_Task statement_. Entries follow. Return each line that contains the word "absent".

Collected data entries

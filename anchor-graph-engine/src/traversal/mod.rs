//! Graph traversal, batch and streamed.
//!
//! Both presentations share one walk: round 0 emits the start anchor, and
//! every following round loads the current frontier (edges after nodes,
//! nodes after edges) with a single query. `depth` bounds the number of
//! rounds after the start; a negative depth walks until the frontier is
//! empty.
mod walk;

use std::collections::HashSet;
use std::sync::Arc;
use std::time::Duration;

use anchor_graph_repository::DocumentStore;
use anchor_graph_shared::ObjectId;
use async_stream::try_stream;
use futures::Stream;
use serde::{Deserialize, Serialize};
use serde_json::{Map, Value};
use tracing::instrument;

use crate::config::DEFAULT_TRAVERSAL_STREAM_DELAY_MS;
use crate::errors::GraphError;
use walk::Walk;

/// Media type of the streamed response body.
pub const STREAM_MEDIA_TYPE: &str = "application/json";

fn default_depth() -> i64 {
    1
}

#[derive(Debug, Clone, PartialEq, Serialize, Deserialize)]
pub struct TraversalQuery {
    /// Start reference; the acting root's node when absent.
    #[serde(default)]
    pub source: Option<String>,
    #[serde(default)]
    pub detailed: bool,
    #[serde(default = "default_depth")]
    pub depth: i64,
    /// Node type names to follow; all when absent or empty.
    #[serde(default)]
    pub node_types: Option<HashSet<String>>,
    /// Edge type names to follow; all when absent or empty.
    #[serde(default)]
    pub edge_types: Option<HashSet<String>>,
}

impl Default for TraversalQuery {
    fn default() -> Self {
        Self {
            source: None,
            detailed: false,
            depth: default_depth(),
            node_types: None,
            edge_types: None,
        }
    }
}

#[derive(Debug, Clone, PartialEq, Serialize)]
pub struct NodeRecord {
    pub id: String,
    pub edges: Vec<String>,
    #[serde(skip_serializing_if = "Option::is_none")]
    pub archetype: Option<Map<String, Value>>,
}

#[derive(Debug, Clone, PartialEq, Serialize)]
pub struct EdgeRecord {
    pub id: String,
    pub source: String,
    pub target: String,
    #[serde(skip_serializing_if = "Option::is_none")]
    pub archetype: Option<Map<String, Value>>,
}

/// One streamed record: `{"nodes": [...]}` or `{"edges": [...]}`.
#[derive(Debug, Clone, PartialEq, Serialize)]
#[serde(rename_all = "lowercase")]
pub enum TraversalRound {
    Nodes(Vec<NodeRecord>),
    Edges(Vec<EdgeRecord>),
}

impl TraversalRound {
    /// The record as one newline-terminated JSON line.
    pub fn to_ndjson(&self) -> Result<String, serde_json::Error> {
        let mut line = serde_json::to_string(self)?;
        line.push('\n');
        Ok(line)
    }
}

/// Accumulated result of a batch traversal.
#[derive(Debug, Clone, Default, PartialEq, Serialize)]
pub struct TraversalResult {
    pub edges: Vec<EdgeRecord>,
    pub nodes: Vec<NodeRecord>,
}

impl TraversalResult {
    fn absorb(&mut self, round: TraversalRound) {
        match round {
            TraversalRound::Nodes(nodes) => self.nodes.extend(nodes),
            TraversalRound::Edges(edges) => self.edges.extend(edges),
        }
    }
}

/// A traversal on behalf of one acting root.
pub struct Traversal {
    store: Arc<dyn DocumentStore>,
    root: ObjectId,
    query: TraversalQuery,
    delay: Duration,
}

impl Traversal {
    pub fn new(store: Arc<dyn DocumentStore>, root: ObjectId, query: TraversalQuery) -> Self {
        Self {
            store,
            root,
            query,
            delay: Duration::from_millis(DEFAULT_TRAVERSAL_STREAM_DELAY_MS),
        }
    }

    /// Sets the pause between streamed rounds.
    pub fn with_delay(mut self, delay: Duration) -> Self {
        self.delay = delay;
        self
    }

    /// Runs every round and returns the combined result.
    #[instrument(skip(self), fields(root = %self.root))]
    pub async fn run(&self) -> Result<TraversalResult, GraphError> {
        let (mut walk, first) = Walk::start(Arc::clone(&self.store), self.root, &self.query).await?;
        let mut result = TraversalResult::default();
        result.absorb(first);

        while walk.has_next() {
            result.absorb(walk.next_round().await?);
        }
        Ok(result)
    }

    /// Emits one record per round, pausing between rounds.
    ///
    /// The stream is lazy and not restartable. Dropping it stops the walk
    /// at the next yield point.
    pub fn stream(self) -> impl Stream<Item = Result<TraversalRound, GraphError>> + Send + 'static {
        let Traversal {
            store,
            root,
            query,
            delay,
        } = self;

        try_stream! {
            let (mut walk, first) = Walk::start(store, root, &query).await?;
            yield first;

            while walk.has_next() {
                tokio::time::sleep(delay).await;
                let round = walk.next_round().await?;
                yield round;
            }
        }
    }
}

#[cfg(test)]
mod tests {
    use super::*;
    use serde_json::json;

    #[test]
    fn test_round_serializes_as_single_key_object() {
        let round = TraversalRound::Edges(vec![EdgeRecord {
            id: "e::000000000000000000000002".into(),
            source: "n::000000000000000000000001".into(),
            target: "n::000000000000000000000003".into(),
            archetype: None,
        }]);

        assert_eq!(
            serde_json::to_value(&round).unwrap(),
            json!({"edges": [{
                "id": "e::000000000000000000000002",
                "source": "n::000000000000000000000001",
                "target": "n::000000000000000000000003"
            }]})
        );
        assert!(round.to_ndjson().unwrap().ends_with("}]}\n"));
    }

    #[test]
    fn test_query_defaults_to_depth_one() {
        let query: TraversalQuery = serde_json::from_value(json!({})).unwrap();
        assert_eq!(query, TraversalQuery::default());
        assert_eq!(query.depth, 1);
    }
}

_Your response_.
    /// Start reference; the acting root's node when absent.
    /// Node type names to follow; all when absent or empty.
    /// Edge type names to follow; all when absent or empty.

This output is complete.